Woven glass fabrics produce a much stronger laminate than CSM. If made with a close, flat weave, they have the additional advantage that once they have been wetted out with resin, you can use a polythene squeegee to scrape off surplus resin before it sets. Woven fabrics are not the strongest possible reinforcement because each time one strand of a glass cloth crosses over another there is a small concentration of stress which reduces the strength of the laminate.

A non-woven textile makes a stronger and stiffer laminate for the same weight. Long strands of glass are laid down parallel to each other, with another layer on top at a different angle ("biaxial", "double bias", "triaxial"). The layers are stitched together so that the cloth does not fall apart before the resin has set. This sort of reinforcement is not often used for kayaks.

Ordinary E-glass, in the form of CSM and woven rovings, is all you really need to make an ordinary sea kayak. A few sea kayaks are made with a considerably stronger and stiffer form of glassfiber known as S-glass, and some are made with Kevlar and carbon fiber (sometimes called graphite although strictly speaking, graphite is the form of carbon you'd find in a schoolchild's pencil. Wikipedia says "the atomic structure of carbon fiber is similar to that of graphite... The difference lies in the way these sheets interlock... giving graphite its soft and brittle characteristics").

A sea kayak may include some Kevlar and/or some carbon, or be made entirely from Kevlar-carbon like the race boat in the photos above. The reinforcement cloth is woven of contrasting strands of black carbon fiber and golden-yellow Kevlar. It could be used to make a super-tough 24 kg (53 lbs) kayak but is generally used to produce a light kayak, say 18 kg (40 lbs), or a kayak which is a little lighter and a little tougher than average, say 21 kg. We mentioned Paul Caffyn's comments about the 13 kg (27 lb) kevlar-Coremat-carbon kayak which took him solo round Japan and survived many subsequent day trips. In general, ultra-light construction is not a recipe for long life. If your kayaking involves surf, rocks and caves you may prefer a heavier boat in a basic construction.

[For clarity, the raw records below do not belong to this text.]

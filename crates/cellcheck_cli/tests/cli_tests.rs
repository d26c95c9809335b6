use assert_cmd::Command;
use predicates::prelude::*;
use std::fs;
use tempfile::TempDir;

/// Helper to get the path to test fixtures
fn fixture_path(name: &str) -> String {
    format!("tests/fixtures/{}", name)
}

/// Helper to create a Command for the cellcheck binary
#[allow(deprecated)]
fn cellcheck() -> Command {
    Command::cargo_bin("cellcheck").expect("Failed to find cellcheck binary")
}

// ============================================================================
// compare command tests
// ============================================================================

#[test]
fn test_compare_with_tolerance_config_passes() {
    cellcheck()
        .arg("compare")
        .arg(fixture_path("measured.json"))
        .arg(fixture_path("reference.json"))
        .arg("--config")
        .arg(fixture_path("compare.yml"))
        .assert()
        .success()
        .stdout(predicate::str::contains("COMPARISON REPORT"))
        .stdout(predicate::str::contains("PASSED"))
        .stdout(predicate::str::contains("ALMOST"))
        .stdout(predicate::str::contains("OMITTED"));
}

#[test]
fn test_compare_without_config_fails() {
    cellcheck()
        .arg("compare")
        .arg(fixture_path("measured.json"))
        .arg(fixture_path("reference.json"))
        .assert()
        .failure()
        .code(1)
        .stdout(predicate::str::contains("FAILED"))
        .stdout(predicate::str::contains("Differences:"))
        .stdout(predicate::str::contains("(2, 1)"));
}

#[test]
fn test_compare_identical_tables_without_header() {
    cellcheck()
        .arg("compare")
        .arg(fixture_path("reference.json"))
        .arg(fixture_path("reference.json"))
        .arg("--no-header")
        .assert()
        .success()
        .stdout(predicate::str::contains("Rows compared:  4"))
        .stdout(predicate::str::contains("Cells compared: 12"));
}

#[test]
fn test_compare_sheet_override() {
    cellcheck()
        .arg("compare")
        .arg(fixture_path("measured.json"))
        .arg(fixture_path("reference.json"))
        .arg("--config")
        .arg(fixture_path("compare.yml"))
        .arg("--sheet")
        .arg("Strict")
        .assert()
        .failure()
        .stdout(predicate::str::contains("[equal]"));
}

#[test]
fn test_compare_missing_rows() {
    cellcheck()
        .arg("compare")
        .arg(fixture_path("measured_short.json"))
        .arg(fixture_path("reference.json"))
        .arg("--config")
        .arg(fixture_path("compare.yml"))
        .assert()
        .failure()
        .stdout(predicate::str::contains("Missing rows:   2"))
        .stdout(predicate::str::contains("row_alignment"));
}

#[test]
fn test_compare_german_toml_config() {
    cellcheck()
        .arg("compare")
        .arg(fixture_path("measured_german.json"))
        .arg(fixture_path("reference.json"))
        .arg("--config")
        .arg(fixture_path("compare_german.toml"))
        .assert()
        .success()
        .stdout(predicate::str::contains("MATCHING"))
        .stdout(predicate::str::contains("ALMOST"));
}

#[test]
fn test_compare_json_output() {
    let output = cellcheck()
        .arg("compare")
        .arg(fixture_path("measured.json"))
        .arg(fixture_path("reference.json"))
        .arg("--config")
        .arg(fixture_path("compare.yml"))
        .arg("--format")
        .arg("json")
        .output()
        .expect("Failed to run cellcheck");

    assert!(output.status.success());
    let report: serde_json::Value =
        serde_json::from_slice(&output.stdout).expect("Output should be valid JSON");

    assert_eq!(report["passed"], true);
    assert_eq!(report["total"], 9);
    assert_eq!(report["counts"]["EQUALS"], 5);
    assert_eq!(report["counts"]["ALMOST"], 1);
    assert_eq!(report["counts"]["OMITTED"], 3);
    assert_eq!(report["columns"][1]["name"], "amount");
    assert_eq!(report["outcome"]["rows_compared"], 3);
}

#[test]
fn test_compare_writes_highlighted_table() {
    let temp_dir = TempDir::new().unwrap();
    let output_path = temp_dir.path().join("highlighted.json");

    cellcheck()
        .arg("compare")
        .arg(fixture_path("measured.json"))
        .arg(fixture_path("reference.json"))
        .arg("--config")
        .arg(fixture_path("compare.yml"))
        .arg("--output")
        .arg(&output_path)
        .assert()
        .success()
        .stdout(predicate::str::contains("Highlighted reference written"));

    let content = fs::read_to_string(&output_path).unwrap();
    let highlighted: serde_json::Value = serde_json::from_str(&content).unwrap();

    assert_eq!(highlighted["rows"][0][0], "id");
    let almost: Vec<_> = highlighted["highlights"]
        .as_array()
        .unwrap()
        .iter()
        .filter(|h| h["result"] == "ALMOST")
        .collect();
    assert_eq!(almost.len(), 1);
    assert_eq!(almost[0]["row"], 2);
    assert_eq!(almost[0]["column"], 1);
    assert_eq!(almost[0]["fill"], "CCFFFF");
    assert!(highlighted["inserted_rows"].as_array().unwrap().is_empty());
}

#[test]
fn test_compare_writes_differing_measured_rows() {
    let temp_dir = TempDir::new().unwrap();
    let output_path = temp_dir.path().join("highlighted.json");

    cellcheck()
        .arg("compare")
        .arg(fixture_path("measured.json"))
        .arg(fixture_path("reference.json"))
        .arg("--config")
        .arg(fixture_path("compare.yml"))
        .arg("--sheet")
        .arg("Strict")
        .arg("--output")
        .arg(&output_path)
        .assert()
        .failure()
        .stdout(predicate::str::contains("Inserted rows:  1"));

    let content = fs::read_to_string(&output_path).unwrap();
    let highlighted: serde_json::Value = serde_json::from_str(&content).unwrap();

    let inserted = highlighted["inserted_rows"].as_array().unwrap();
    assert_eq!(inserted.len(), 1);
    assert_eq!(inserted[0]["after_row"], 2);
    assert_eq!(inserted[0]["values"][1], 20.03);
    assert_eq!(inserted[0]["results"][1], "DIFFERENT");
    assert_eq!(inserted[0]["fills"][1], "CCFFCC");
    assert_eq!(highlighted["rows"].as_array().unwrap().len(), 4);
}

#[test]
fn test_compare_invalid_table() {
    cellcheck()
        .arg("compare")
        .arg(fixture_path("not_a_table.json"))
        .arg(fixture_path("reference.json"))
        .assert()
        .failure()
        .stderr(predicate::str::contains("Failed to parse table file"));
}

#[test]
fn test_compare_missing_file() {
    cellcheck()
        .arg("compare")
        .arg("nonexistent.json")
        .arg(fixture_path("reference.json"))
        .assert()
        .failure()
        .stderr(predicate::str::contains("Error"));
}

#[test]
fn test_compare_invalid_config() {
    cellcheck()
        .arg("compare")
        .arg(fixture_path("measured.json"))
        .arg(fixture_path("reference.json"))
        .arg("--config")
        .arg(fixture_path("invalid_digits.yml"))
        .assert()
        .failure()
        .stderr(predicate::str::contains("Invalid comparison configuration"));
}

// ============================================================================
// check command tests
// ============================================================================

#[test]
fn test_check_valid_config() {
    cellcheck()
        .arg("check")
        .arg(fixture_path("compare.yml"))
        .assert()
        .success()
        .stdout(predicate::str::contains("Configuration is valid"))
        .stdout(predicate::str::contains("tolerant_float"))
        .stdout(predicate::str::contains("Sheet Strict"));
}

#[test]
fn test_check_toml_config() {
    cellcheck()
        .arg("check")
        .arg(fixture_path("compare_german.toml"))
        .assert()
        .success()
        .stdout(predicate::str::contains("german"))
        .stdout(predicate::str::contains("#2"));
}

#[test]
fn test_check_json_format() {
    cellcheck()
        .arg("check")
        .arg(fixture_path("compare.yml"))
        .arg("--format")
        .arg("json")
        .assert()
        .success()
        .stdout(predicate::str::contains("\"valid\": true"));
}

#[test]
fn test_check_invalid_parameters() {
    cellcheck()
        .arg("check")
        .arg(fixture_path("invalid_digits.yml"))
        .assert()
        .failure()
        .stderr(predicate::str::contains("Error"));
}

#[test]
fn test_check_invalid_syntax() {
    cellcheck()
        .arg("check")
        .arg(fixture_path("invalid_syntax.yml"))
        .assert()
        .failure()
        .stderr(predicate::str::contains("Failed to parse configuration file"));
}

#[test]
fn test_check_unsupported_extension() {
    cellcheck()
        .arg("check")
        .arg(fixture_path("reference.json"))
        .assert()
        .failure()
        .stderr(predicate::str::contains("Unsupported file format"));
}
use anyhow::Result;
use cellcheck_core::{ComparisonResult, ComparisonSummary, SummaryEntry};
use cellcheck_validator::{DiffOutcome, MemoryTable};
use colored::*;
use serde_json::json;

/// Number of foul cells listed in the text report.
const MAX_LISTED_CELLS: usize = 10;

pub fn print_comparison_report(summary: &ComparisonSummary, outcome: &DiffOutcome, format: &str) {
    match format {
        "json" => print_json_report(summary, outcome),
        _ => print_text_report(summary, outcome),
    }
}

fn paint(kind: ComparisonResult, text: &str) -> ColoredString {
    match kind {
        ComparisonResult::Equals | ComparisonResult::Matching => text.green(),
        ComparisonResult::Almost => text.cyan(),
        ComparisonResult::Omitted => text.dimmed(),
        ComparisonResult::Different => text.yellow(),
        ComparisonResult::Error => text.red(),
    }
}

fn print_text_report(summary: &ComparisonSummary, outcome: &DiffOutcome) {
    println!("\n{}", "═".repeat(60));
    println!("{}", "  COMPARISON REPORT".bold());
    println!("{}", "═".repeat(60));

    if summary.passed() {
        println!(
            "\n{} {}",
            "✓".green().bold(),
            "Comparison PASSED".green().bold()
        );
    } else {
        println!(
            "\n{} {}",
            "✗".red().bold(),
            "Comparison FAILED".red().bold()
        );
    }
    if outcome.interrupted {
        println!("{}", "Comparison was interrupted".yellow());
    }

    println!("\n{}", "Results:".bold());
    for (kind, count) in summary.counts() {
        println!("  {:<10} {}", paint(kind, kind.name()), count);
    }

    if let Ok(columns) = summary.summary_by_column() {
        println!("\n{}", "Columns:".bold());
        for (name, counts) in summary.header_values().iter().zip(&columns) {
            let parts: Vec<String> = counts
                .iter()
                .map(|(kind, count)| format!("{}={}", kind, count))
                .collect();
            println!("  {:<20} {}", name, parts.join(", "));
        }
    }

    let foul: Vec<&SummaryEntry> = summary.foul_entries().collect();
    if !foul.is_empty() {
        println!("\n{}", "Differences:".red().bold());
        for entry in foul.iter().take(MAX_LISTED_CELLS) {
            println!(
                "  {} [{}] expected {:?}, got {:?} → {}",
                entry.coordinate,
                entry.validator,
                entry.expected.to_string(),
                entry.actual.to_string(),
                paint(entry.result, entry.result.name())
            );
        }
        if foul.len() > MAX_LISTED_CELLS {
            println!("  ... and {} more", foul.len() - MAX_LISTED_CELLS);
        }
    }

    println!("\n{}", "Summary:".bold());
    println!("  Rows compared:  {}", outcome.rows_compared);
    println!("  Cells compared: {}", outcome.cells_compared);
    println!("  Missing rows:   {}", outcome.missing_rows);
    println!("  Inserted rows:  {}", outcome.inserted_rows);
    println!("{}", "═".repeat(60));
}

fn print_json_report(summary: &ComparisonSummary, outcome: &DiffOutcome) {
    let columns = summary.summary_by_column().unwrap_or_default();
    let output = json!({
        "passed": summary.passed(),
        "counts": summary.counts(),
        "total": summary.total(),
        "columns": summary
            .header_values()
            .iter()
            .zip(&columns)
            .map(|(name, counts)| json!({ "name": name, "counts": counts }))
            .collect::<Vec<_>>(),
        "foul_cells": summary.foul_entries().collect::<Vec<_>>(),
        "outcome": outcome,
    });

    println!("{}", serde_json::to_string_pretty(&output).unwrap_or_default());
}

/// Serializes the reference table with the fill color of every highlighted
/// cell and the differing measured rows with their measured fill colors.
pub fn highlighted_table_json(table: &MemoryTable) -> Result<String> {
    let highlights: Vec<_> = table
        .highlights()
        .iter()
        .map(|(coordinate, result)| {
            json!({
                "row": coordinate.row,
                "column": coordinate.column,
                "result": result,
                "fill": result.cell_colors().1,
            })
        })
        .collect();

    let inserted_rows: Vec<_> = table
        .inserted_rows()
        .iter()
        .map(|(after_row, measured)| {
            let fills: Vec<_> = measured
                .results
                .iter()
                .map(|result| result.cell_colors().0)
                .collect();
            json!({
                "after_row": after_row,
                "values": measured.values,
                "results": measured.results,
                "fills": fills,
            })
        })
        .collect();

    let output = json!({
        "rows": table.rows(),
        "highlights": highlights,
        "inserted_rows": inserted_rows,
    });
    Ok(serde_json::to_string_pretty(&output)?)
}

pub fn print_success(message: &str) {
    println!("{} {}", "✓".green().bold(), message.green());
}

Carbon fiber has extremely high tensile strength. By including some within a fiberglass laminate, a manufacturer can make a kayak very light and stiff. The more carbon he uses, the stiffer the laminate will be. An eggshell is very light and stiff, but it is not a tough structure. Carbon fiber laminates are remarkably strong for their weight, but you may punch a big hole in a lightweight carbon fiber kayak if you drop it onto a rock. The front of such a kayak may snap right off if it "pearl dives" into the sand while you are surfing down a steep wave. Weight for weight, an ordinary fiberglass laminate has about four times the impact resistance of one of pure carbon fiber. In contact with salt water, carbon fiber may corrode aluminum fittings such as rivets, by galvanic action.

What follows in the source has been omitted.